BUG/API: Unordered Categorical should ignore order in comparisons? · Issue #16014 · pandas-dev/pandas (original) (raw)

I think that when comparing two unordered categorical-dtyped series with categories which differ only by ordered should compare equal

Code Sample, a copy-pastable example if possible

In [1]: import pandas as pd c In [2]: c1 = pd.Series(pd.Categorical(['a', 'b']))

In [3]: c2 = pd.Series(pd.Categorical(['a', 'b'], categories=['b', 'a']))

In [4]: c1 Out[4]: 0 a 1 b dtype: category Categories (2, object): [a, b]

In [5]: c2 Out[5]: 0 a 1 b dtype: category Categories (2, object): [b, a]

In [6]: c1 == c2


TypeError Traceback (most recent call last) in () ----> 1 c1 == c2

/Users/taugspurger/Envs/statsmodels-dev/lib/python3.6/site-packages/pandas/core/ops.py in wrapper(self, other, axis) 811 msg = 'Can only compare identically-labeled Series objects' 812 raise ValueError(msg) --> 813 return self._constructor(na_op(self.values, other.values), 814 index=self.index, name=name) 815 elif isinstance(other, pd.DataFrame): # pragma: no cover

/Users/taugspurger/Envs/statsmodels-dev/lib/python3.6/site-packages/pandas/core/ops.py in na_op(x, y) 752 # in either operand 753 if is_categorical_dtype(x): --> 754 return op(x, y) 755 elif is_categorical_dtype(y) and not isscalar(y): 756 return op(y, x)

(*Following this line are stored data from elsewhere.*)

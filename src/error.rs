//! Error types for retry execution.

use std::time::Duration;

/// Error returned when a retried operation never succeeds.
///
/// The error from the final attempt is always the primary cause: it is
/// carried in the [`Exhausted`](Self::Exhausted) and
/// [`NotRetryable`](Self::NotRetryable) variants, surfaced through
/// [`last_error`](Self::last_error), and exposed as
/// [`std::error::Error::source`]. Errors from earlier attempts are
/// discarded as the sequence progresses.
///
/// # Examples
///
/// ```rust
/// use resurge::{execute_with, RetryError, RetryPolicy};
/// use std::time::Duration;
///
/// # tokio_test::block_on(async {
/// let policy = RetryPolicy::default()
///     .with_max_retries(2)
///     .with_base_delay(Duration::from_millis(1));
///
/// let result: Result<(), _> = execute_with(|| async { Err("always fails") }, policy).await;
///
/// match result {
///     Err(RetryError::Exhausted { source, attempts, .. }) => {
///         assert_eq!(source, "always fails");
///         assert_eq!(attempts, 3); // 1 initial + 2 retries
///     }
///     _ => panic!("expected exhaustion"),
/// }
/// # });
/// ```
#[derive(Debug, Clone, PartialEq, Eq)]
pub enum RetryError<E> {
    /// Every attempt in the budget failed.
    Exhausted {
        /// The error from the final attempt.
        source: E,
        /// Total number of attempts made (initial + retries).
        attempts: u32,
        /// Time from the first attempt until giving up.
        elapsed: Duration,
    },
    /// The retry predicate rejected an error, so no more attempts were made.
    NotRetryable {
        /// The rejected error.
        source: E,
        /// Attempts made, including the one that produced `source`.
        attempts: u32,
        /// Time from the first attempt until the rejection.
        elapsed: Duration,
    },
    /// The cancellation token fired before any attempt succeeded.
    Cancelled {
        /// Attempts that had completed when cancellation was observed.
        attempts: u32,
        /// Time from the first attempt until cancellation.
        elapsed: Duration,
    },
}

impl<E> RetryError<E> {
    /// Create an exhaustion error.
    pub fn exhausted(source: E, attempts: u32, elapsed: Duration) -> Self {
        Self::Exhausted {
            source,
            attempts,
            elapsed,
        }
    }

    /// Create a non-retryable error.
    pub fn not_retryable(source: E, attempts: u32, elapsed: Duration) -> Self {
        Self::NotRetryable {
            source,
            attempts,
            elapsed,
        }
    }

    /// Create a cancellation error.
    pub fn cancelled(attempts: u32, elapsed: Duration) -> Self {
        Self::Cancelled { attempts, elapsed }
    }

    /// Number of attempts that ran before this error was produced.
    pub fn attempts(&self) -> u32 {
        match self {
            Self::Exhausted { attempts, .. }
            | Self::NotRetryable { attempts, .. }
            | Self::Cancelled { attempts, .. } => *attempts,
        }
    }

    /// Time spent between the first attempt and this error.
    pub fn elapsed(&self) -> Duration {
        match self {
            Self::Exhausted { elapsed, .. }
            | Self::NotRetryable { elapsed, .. }
            | Self::Cancelled { elapsed, .. } => *elapsed,
        }
    }

    /// Returns true if the retry budget was spent.
    pub fn is_exhausted(&self) -> bool {
        matches!(self, Self::Exhausted { .. })
    }

    /// Returns true if execution was cancelled.
    pub fn is_cancelled(&self) -> bool {
        matches!(self, Self::Cancelled { .. })
    }

    /// Get the error from the last attempt, if one ran to completion.
    ///
    /// `None` only for [`Cancelled`](Self::Cancelled), which can occur
    /// before any attempt finishes.
    pub fn last_error(&self) -> Option<&E> {
        match self {
            Self::Exhausted { source, .. } | Self::NotRetryable { source, .. } => Some(source),
            Self::Cancelled { .. } => None,
        }
    }

    /// Extract the error from the last attempt, discarding metadata.
    pub fn into_last_error(self) -> Option<E> {
        match self {
            Self::Exhausted { source, .. } | Self::NotRetryable { source, .. } => Some(source),
            Self::Cancelled { .. } => None,
        }
    }
}

impl<E: std::fmt::Display> std::fmt::Display for RetryError<E> {
    fn fmt(&self, f: &mut std::fmt::Formatter<'_>) -> std::fmt::Result {
        match self {
            Self::Exhausted {
                source,
                attempts,
                elapsed,
            } => write!(
                f,
                "retries exhausted after {} attempts ({:?}): {}",
                attempts, elapsed, source
            ),
            Self::NotRetryable {
                source, attempts, ..
            } => write!(f, "non-retryable error on attempt {}: {}", attempts, source),
            Self::Cancelled { attempts, elapsed } => {
                write!(f, "cancelled after {} attempts ({:?})", attempts, elapsed)
            }
        }
    }
}

impl<E: std::error::Error + 'static> std::error::Error for RetryError<E> {
    fn source(&self) -> Option<&(dyn std::error::Error + 'static)> {
        match self {
            Self::Exhausted { source, .. } | Self::NotRetryable { source, .. } => Some(source),
            Self::Cancelled { .. } => None,
        }
    }
}

#[cfg(test)]
mod error_tests {
    use super::*;

    #[test]
    fn test_exhausted_display() {
        let err = RetryError::exhausted("connection refused", 4, Duration::from_millis(700));
        let display = format!("{}", err);
        assert!(display.contains("retries exhausted"));
        assert!(display.contains("4 attempts"));
        assert!(display.contains("connection refused"));
    }

    #[test]
    fn test_not_retryable_display() {
        let err = RetryError::not_retryable("bad credentials", 1, Duration::ZERO);
        let display = format!("{}", err);
        assert!(display.contains("non-retryable"));
        assert!(display.contains("attempt 1"));
        assert!(display.contains("bad credentials"));
    }

    #[test]
    fn test_cancelled_display() {
        let err: RetryError<String> = RetryError::cancelled(2, Duration::from_millis(30));
        let display = format!("{}", err);
        assert!(display.contains("cancelled"));
        assert!(display.contains("2 attempts"));
    }

    #[test]
    fn test_accessors() {
        let err = RetryError::exhausted("boom", 4, Duration::from_secs(7));
        assert_eq!(err.attempts(), 4);
        assert_eq!(err.elapsed(), Duration::from_secs(7));
        assert!(err.is_exhausted());
        assert!(!err.is_cancelled());
    }

    #[test]
    fn test_last_error_present_for_failures() {
        let err = RetryError::exhausted("boom", 4, Duration::ZERO);
        assert_eq!(err.last_error(), Some(&"boom"));
        assert_eq!(err.into_last_error(), Some("boom"));

        let err = RetryError::not_retryable("nope", 1, Duration::ZERO);
        assert_eq!(err.into_last_error(), Some("nope"));
    }

    #[test]
    fn test_last_error_absent_when_cancelled() {
        let err: RetryError<String> = RetryError::cancelled(0, Duration::ZERO);
        assert_eq!(err.last_error(), None);
        assert_eq!(err.clone().into_last_error(), None);
        assert!(err.is_cancelled());
    }

    #[test]
    fn test_source_is_last_error() {
        use std::error::Error;

        let inner = std::io::Error::new(std::io::ErrorKind::ConnectionReset, "reset");
        let err = RetryError::exhausted(inner, 4, Duration::ZERO);
        let source = err.source().expect("exhausted should carry a source");
        assert!(source.to_string().contains("reset"));

        let cancelled: RetryError<std::io::Error> = RetryError::cancelled(0, Duration::ZERO);
        assert!(cancelled.source().is_none());
    }
}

/Users/taugspurger/Envs/statsmodels-dev/lib/python3.6/site-packages/pandas/core/categorical.py in f(self, other) 55 if ((len(self.categories) != len(other.categories)) or 56 not ((self.categories == other.categories).all())): ---> 57 raise TypeError("Categoricals can only be compared if " 58 "'categories' are the same") 59 if not (self.ordered == other.ordered):

TypeError: Categoricals can only be compared if 'categories' are the same

Expected Output

I think this should return True. Unordered categories shouldn't care about the order :)

cc @JanSchulz thoughts?